Inuit cosmology does not identify a strong division between human and animals: “treating everything with respect (as though it were a living thing) was key. People, land, rocks, water, wildlife, weather and the environment were all thought of in this way” (Kalluak Reference Kalluak, Karetak, Tester and Tagalik2017, 43). The social relationship between the Inuit and their prey should be taken into account for a better understanding of their interpretation of the radical scarcity of the Arctic. “Only by hunting and eating country food can Inuit retain their strength. Thus, they depend completely on the animals they kill. The animals are thought to be aware of this and to give themselves up willingly to be killed by the hunter… The killing of game is therefore not considered to be an act of violence by a human being towards an animal, but a meaningful act in which hunter and animal are connected as partners” (Laugrand and Oosten Reference Laugrand and Oosten2015, 38). In Inuit cosmology, the walruses (and all marine mammals) have agency, and choose to be killed, and so adherence to rituals and taboos are markers of respect for the walrus’ choice. “All animals are like that. They don’t like going to lazy, selfish people whose only concern is to survive alone. An animal will refuse to go to a person who is only concerned about his own survival” (Bennett and Rowley Reference Bennett and Rowley2014, 45). The cosmological interpretation of material conditions of the hunt lead to very different social norms about cooperation and conflict—not simply cooperation with other humans, but cooperation with the animals themselves (Gotfredson, Appelt, and Hastrup Reference Gotfredson, Appelt and Hastrup2018).

The walrus hunt inverts the environmental and contextual factors of the stag hunt, and thus inverts what is rational about cooperation in conditions of anarchy. There is no tension between the individual and the general interest: not only would it be dangerous for the individual hunter to defect from the group disrupting the larger walrus hunt and capturing the ringed seal, but there is every possibility that the whole group might die from starvation or angry walruses. I am not making a deterministic argument that “Inuit societal forms, values, and practices [are] cultural responses to the harsh arctic environment” which leads to “scholars [lauding] the communitarian values associated with food sharing practices while ignoring the less egalitarian aspects of the institution” (Stern Reference Stern, Stern and Stevenson2006, 257), but I am identifying some correlations.

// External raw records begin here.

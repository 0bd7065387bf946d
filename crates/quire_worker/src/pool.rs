//! Bounded parallel execution of compilation jobs.
//!
//! Jobs run on a dedicated rayon pool. Each job opens its own boundary, plans
//! the invocation against it, compiles into a private working directory and
//! only then moves the artifact to its destination. Whatever goes wrong,
//! including a panic, is captured in the job's [`JobResult`].

use std::path::Path;
use std::sync::atomic::{AtomicBool, Ordering};
use std::sync::Arc;

use crossbeam::channel::{self, Receiver};
use quire_adapter::plan_invocation;

use crate::boundary::{BoundaryFactory, BoundaryProbe};
use crate::error::{JobError, WorkerError};
use crate::job::{CompilationJob, JobId, JobOutcome, JobResult};
use crate::protocol::CompileRequest;

/// Shared cancellation signal for a build.
///
/// Jobs that have not started when the flag is set finish as
/// [`JobError::Cancelled`]; running jobs are left to complete.
#[derive(Debug, Clone, Default)]
pub struct CancelFlag(Arc<AtomicBool>);

impl CancelFlag {
    /// A flag that is not set.
    pub fn new() -> Self {
        Self::default()
    }

    /// Sets the flag.
    pub fn cancel(&self) {
        self.0.store(true, Ordering::SeqCst);
    }

    /// Returns `true` once [`cancel`](Self::cancel) was called.
    pub fn is_cancelled(&self) -> bool {
        self.0.load(Ordering::SeqCst)
    }
}

/// Handle to a submitted job.
pub struct JobHandle {
    job_id: JobId,
    source_path: std::path::PathBuf,
    rx: Receiver<JobResult>,
}

impl JobHandle {
    /// Id of the submitted job.
    pub fn job_id(&self) -> JobId {
        self.job_id
    }

    /// Blocks until the job finishes.
    pub fn wait(self) -> JobResult {
        self.rx.recv().unwrap_or_else(|_| JobResult {
            job_id: self.job_id,
            source_path: self.source_path,
            outcome: JobOutcome::Failure(JobError::Panicked(
                "worker thread exited without a result".to_string(),
            )),
        })
    }
}

/// Runs jobs in parallel, bounded by the pool size.
pub struct WorkerPool {
    pool: rayon::ThreadPool,
    factory: Arc<dyn BoundaryFactory>,
    cancel: CancelFlag,
}

impl WorkerPool {
    /// Starts a pool of `jobs` threads, or one per available core.
    pub fn new(
        factory: Arc<dyn BoundaryFactory>,
        jobs: Option<usize>,
        cancel: CancelFlag,
    ) -> Result<Self, WorkerError> {
        let threads = jobs.unwrap_or(0);
        let pool = rayon::ThreadPoolBuilder::new()
            .num_threads(threads)
            .thread_name(|i| format!("quire-worker-{i}"))
            .build()?;
        tracing::debug!(threads = pool.current_num_threads(), "worker pool started");
        Ok(Self {
            pool,
            factory,
            cancel,
        })
    }

    /// Number of worker threads.
    pub fn size(&self) -> usize {
        self.pool.current_num_threads()
    }

    /// Queues a job and returns a handle to its result.
    pub fn submit(&self, job: CompilationJob) -> JobHandle {
        let (tx, rx) = channel::bounded(1);
        let handle = JobHandle {
            job_id: job.id,
            source_path: job.source_path.clone(),
            rx,
        };
        let factory = Arc::clone(&self.factory);
        let cancel = self.cancel.clone();
        self.pool.spawn(move || {
            let result = run_job(factory.as_ref(), &cancel, job);
            let _ = tx.send(result);
        });
        handle
    }

    /// Submits every job and waits for all of them. Results come back in
    /// submission order.
    pub fn run_all(&self, jobs: Vec<CompilationJob>) -> Vec<JobResult> {
        let handles: Vec<JobHandle> = jobs.into_iter().map(|job| self.submit(job)).collect();
        handles.into_iter().map(JobHandle::wait).collect()
    }
}

/// Runs one job to completion, never panicking.
fn run_job(factory: &dyn BoundaryFactory, cancel: &CancelFlag, job: CompilationJob) -> JobResult {
    let outcome = if cancel.is_cancelled() {
        tracing::debug!(job = job.id, "cancelled before start");
        JobOutcome::Failure(JobError::Cancelled)
    } else {
        let caught = std::panic::catch_unwind(std::panic::AssertUnwindSafe(|| execute(factory, &job)));
        match caught {
            Ok(Ok(())) => JobOutcome::Success,
            Ok(Err(e)) => JobOutcome::Failure(e),
            Err(panic_info) => {
                let msg = if let Some(s) = panic_info.downcast_ref::<String>() {
                    s.clone()
                } else if let Some(s) = panic_info.downcast_ref::<&str>() {
                    (*s).to_string()
                } else {
                    "unknown panic payload".to_string()
                };
                JobOutcome::Failure(JobError::Panicked(msg))
            }
        }
    };

    match &outcome {
        JobOutcome::Success => tracing::info!(job = job.id, source = %job.source_path.display(), "compiled"),
        JobOutcome::Failure(e) => {
            tracing::info!(job = job.id, source = %job.source_path.display(), error = %e, "failed")
        }
    }
    JobResult {
        job_id: job.id,
        source_path: job.source_path,
        outcome,
    }
}

fn execute(factory: &dyn BoundaryFactory, job: &CompilationJob) -> Result<(), JobError> {
    let workdir = job.working_dir();
    if workdir.exists() {
        std::fs::remove_dir_all(&workdir).map_err(|source| JobError::OutputWrite {
            path: workdir.clone(),
            source,
        })?;
    }
    std::fs::create_dir_all(&workdir).map_err(|source| JobError::OutputWrite {
        path: workdir.clone(),
        source,
    })?;

    let result = compile_in(factory, job, &workdir);

    if !job.config.retain_intermediate_artifacts {
        if let Err(e) = std::fs::remove_dir_all(&workdir) {
            tracing::warn!("cannot remove {}: {e}", workdir.display());
        }
    }
    result
}

fn compile_in(factory: &dyn BoundaryFactory, job: &CompilationJob, workdir: &Path) -> Result<(), JobError> {
    let mut boundary = factory.open(&job.dependencies, workdir)?;
    let plan = plan_invocation(&mut BoundaryProbe(boundary.as_mut()), &job.config, workdir)?;

    let file_name = job
        .output_path
        .file_name()
        .ok_or_else(|| JobError::MissingArtifact(job.output_path.clone()))?;
    let staged = workdir.join(file_name);
    boundary.compile(&CompileRequest {
        source: job.source_path.clone(),
        destination: staged.clone(),
        compiler: plan.compiler,
        properties: plan.properties,
    })?;
    boundary.close()?;

    if !staged.is_file() {
        return Err(JobError::MissingArtifact(staged));
    }
    install(&staged, &job.output_path)
}

/// Moves `staged` to `dest`. Falls back to copy-then-rename across
/// filesystems so `dest` never holds a partial file.
fn install(staged: &Path, dest: &Path) -> Result<(), JobError> {
    let write_err = |source| JobError::OutputWrite {
        path: dest.to_path_buf(),
        source,
    };
    if let Some(parent) = dest.parent() {
        std::fs::create_dir_all(parent).map_err(write_err)?;
    }
    if std::fs::rename(staged, dest).is_ok() {
        return Ok(());
    }
    let name = dest.file_name().map(|n| n.to_string_lossy().into_owned()).unwrap_or_default();
    let tmp = dest.with_file_name(format!(".{name}.quire-tmp"));
    copy_into_place(staged, &tmp, dest).map_err(|source| {
        let _ = std::fs::remove_file(&tmp);
        write_err(source)
    })
}

fn copy_into_place(staged: &Path, tmp: &Path, dest: &Path) -> std::io::Result<()> {
    std::fs::copy(staged, tmp)?;
    std::fs::rename(tmp, dest)
}
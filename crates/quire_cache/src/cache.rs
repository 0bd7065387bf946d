//! High-level snapshot manager for one compile task.
//!
//! The `Cache` type ties together the snapshot manifest, source discovery and
//! hashing into a single interface for the orchestrator: detect what changed,
//! then record what was compiled so the next build can skip it.

use std::path::{Path, PathBuf};

use quire_common::ContentHash;

use crate::discover::SourceTree;
use crate::error::{CacheError, DetectionError};
use crate::hasher::{ChangeSet, SourceHasher};
use crate::manifest::{FileEntry, SnapshotManifest};
use crate::mapper::TreeLayout;

/// Snapshot manager for incremental builds.
///
/// All reads are fail-safe: corruption, a version change, or a different
/// compiler fingerprint results in an empty snapshot rather than an error.
pub struct Cache {
    /// Directory holding this task's manifest.
    cache_dir: PathBuf,

    /// The snapshot from the previous build, updated as jobs complete.
    manifest: SnapshotManifest,
}

impl Cache {
    /// Loads an existing snapshot or creates a fresh one.
    pub fn load_or_create(cache_dir: &Path, quire_version: &str, fingerprint: ContentHash) -> Self {
        let manifest = SnapshotManifest::load(cache_dir)
            .filter(|m| {
                let ok = m.is_compatible(quire_version, &fingerprint);
                if !ok {
                    tracing::info!(
                        cache = %cache_dir.display(),
                        "compiler configuration changed, discarding snapshot"
                    );
                }
                ok
            })
            .unwrap_or_else(|| SnapshotManifest::new(quire_version, fingerprint));

        Self {
            cache_dir: cache_dir.to_path_buf(),
            manifest,
        }
    }

    /// Creates an empty snapshot, ignoring anything on disk.
    pub fn fresh(cache_dir: &Path, quire_version: &str, fingerprint: ContentHash) -> Self {
        Self {
            cache_dir: cache_dir.to_path_buf(),
            manifest: SnapshotManifest::new(quire_version, fingerprint),
        }
    }

    /// Scans the source tree and classifies every design path.
    pub fn detect_changes(&self, layout: &TreeLayout) -> Result<ChangeSet, DetectionError> {
        let tree = SourceTree::scan(&layout.source_root, &layout.mapper)?;
        self.detect_changes_in(&tree, layout)
    }

    /// Classifies the paths of an already-scanned tree.
    pub fn detect_changes_in(
        &self,
        tree: &SourceTree,
        layout: &TreeLayout,
    ) -> Result<ChangeSet, DetectionError> {
        let hashes = tree.hash_all()?;
        Ok(SourceHasher::detect_changes(&hashes, &self.manifest, layout, |p| p.is_file()))
    }

    /// Records a successful compilation of `path` at `content_hash`.
    pub fn record_compiled(&mut self, path: &Path, content_hash: ContentHash, output: PathBuf) {
        self.manifest.files.insert(
            path.to_path_buf(),
            FileEntry {
                content_hash,
                output,
            },
        );
    }

    /// Drops `path` from the snapshot so the next build treats it as new.
    pub fn forget(&mut self, path: &Path) {
        self.manifest.files.remove(path);
    }

    /// Persists the current snapshot to disk.
    pub fn save(&self) -> Result<(), CacheError> {
        self.manifest.save(&self.cache_dir)
    }

    /// Deletes the snapshot file for a task.
    pub fn clear(cache_dir: &Path) -> Result<(), CacheError> {
        SnapshotManifest::remove(cache_dir)
    }

    /// Returns a reference to the current snapshot.
    pub fn manifest(&self) -> &SnapshotManifest {
        &self.manifest
    }
}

SCARCITY CULTURE AND CONFLICT AVOIDANCE

Traditional Inuit knowledge promulgates norms and wisdom that focus on survival, social harmony, and the reduction of conflict. Individuals and families are not able to survive alone, and so defection from the group was considered extremely serious and dangerous. “Failure to abide by the maligarjuat [law], could have serious consequences. A person might be ostracized by the community because they become known as someone not to be trusted. Elders would use [restorative justice] in attempts to restore the person, but in extreme cases, individuals might be banished from a camp—likely the equivalent of a death sentence” (Karetak and Tester Reference Karetak, Tester, Karetak, Tester and Tagalik2017, 5). Survival is understood as a group task and responsibility. Children are raised to think of the general interest before their own: “Share your resources anytime you have the upper hand. Success does not remain in one place at all time” (Kalluak Reference Kalluak, Karetak, Tester and Tagalik2017, 42). Food from the hunt was always shared, and so to defect from the group to eat alone would also violate a fundamental Inuit aglirnaqut (taboo) (Attangalaaq Reference Attangalaaq, Karetak, Tester and Tagalik2017, 109). Hoebel (Reference Hoebel1954) describes some postulates of Inuit law: “Life is hard and the margin of safety small. Unproductive members of society cannot be supported. All natural resources are free or common goods. The self must find its realization through action. The individual must be left free to act with a minimum of formal direction from others. For the safety of the person and the local group, individual behavior must be predictable” (69–70), which again speaks to a different solution to Waltz’s concern about unpredictable behavior.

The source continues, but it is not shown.